- _WHAT YOU SHOULD DO_: Select from the data all lines with the word "Sized".

Records excerpted from a collection:
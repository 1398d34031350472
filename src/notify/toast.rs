//! Toast notifications and the sinks that display them

use serde::Serialize;

use crate::config::DEFAULT_TOAST_DURATION_MS;

#[derive(Debug, Clone, Copy, PartialEq, Eq, Serialize)]
#[serde(rename_all = "lowercase")]
pub enum ToastLevel {
    Info,
    Warning,
    Error,
}

/// A transient notification
#[derive(Debug, Clone, PartialEq, Eq, Serialize)]
pub struct Toast {
    pub level: ToastLevel,
    pub title: String,
    #[serde(skip_serializing_if = "Option::is_none")]
    pub description: Option<String>,
    pub duration_ms: u64,
}

impl Toast {
    pub fn new(level: ToastLevel, title: impl Into<String>) -> Self {
        Self {
            level,
            title: title.into(),
            description: None,
            duration_ms: DEFAULT_TOAST_DURATION_MS,
        }
    }

    pub fn info(title: impl Into<String>) -> Self {
        Self::new(ToastLevel::Info, title)
    }

    pub fn warning(title: impl Into<String>) -> Self {
        Self::new(ToastLevel::Warning, title)
    }

    pub fn error(title: impl Into<String>) -> Self {
        Self::new(ToastLevel::Error, title)
    }

    pub fn with_description(mut self, description: impl Into<String>) -> Self {
        self.description = Some(description.into());
        self
    }

    pub fn with_duration(mut self, duration_ms: u64) -> Self {
        self.duration_ms = duration_ms;
        self
    }
}

/// Anything that can show toasts
pub trait ToastSink {
    fn show(&mut self, toast: Toast);
}

impl<S: ToastSink + ?Sized> ToastSink for &mut S {
    fn show(&mut self, toast: Toast) {
        (**self).show(toast)
    }
}

impl<S: ToastSink + ?Sized> ToastSink for Box<S> {
    fn show(&mut self, toast: Toast) {
        (**self).show(toast)
    }
}

/// Records toasts in memory, in the order they were raised
#[derive(Debug, Clone, Default, PartialEq, Eq)]
pub struct ToastLog {
    toasts: Vec<Toast>,
}

impl ToastLog {
    pub fn toasts(&self) -> &[Toast] {
        &self.toasts
    }

    pub fn take(&mut self) -> Vec<Toast> {
        std::mem::take(&mut self.toasts)
    }

    pub fn len(&self) -> usize {
        self.toasts.len()
    }

    pub fn is_empty(&self) -> bool {
        self.toasts.is_empty()
    }
}

impl ToastSink for ToastLog {
    fn show(&mut self, toast: Toast) {
        tracing::debug!("toast [{:?}] {}", toast.level, toast.title);
        self.toasts.push(toast);
    }
}

#[cfg(test)]
mod tests {
    use super::*;

    #[test]
    fn test_builder_defaults() {
        let toast = Toast::warning("1 Duplicate Skipped");
        assert_eq!(toast.level, ToastLevel::Warning);
        assert_eq!(toast.duration_ms, 4000);
        assert!(toast.description.is_none());
    }

    #[test]
    fn test_log_records_in_order() {
        let mut log = ToastLog::default();
        log.show(Toast::error("first"));
        (&mut log).show(Toast::info("second").with_duration(10));

        let titles: Vec<_> = log.toasts().iter().map(|t| t.title.as_str()).collect();
        assert_eq!(titles, vec!["first", "second"]);
        assert_eq!(log.take().len(), 2);
        assert!(log.is_empty());
    }
}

- _PROBLEM SOLUTION_:
impl<S: ToastSink + ?Sized> ToastSink for &mut S {
impl<S: ToastSink + ?Sized> ToastSink for Box<S> {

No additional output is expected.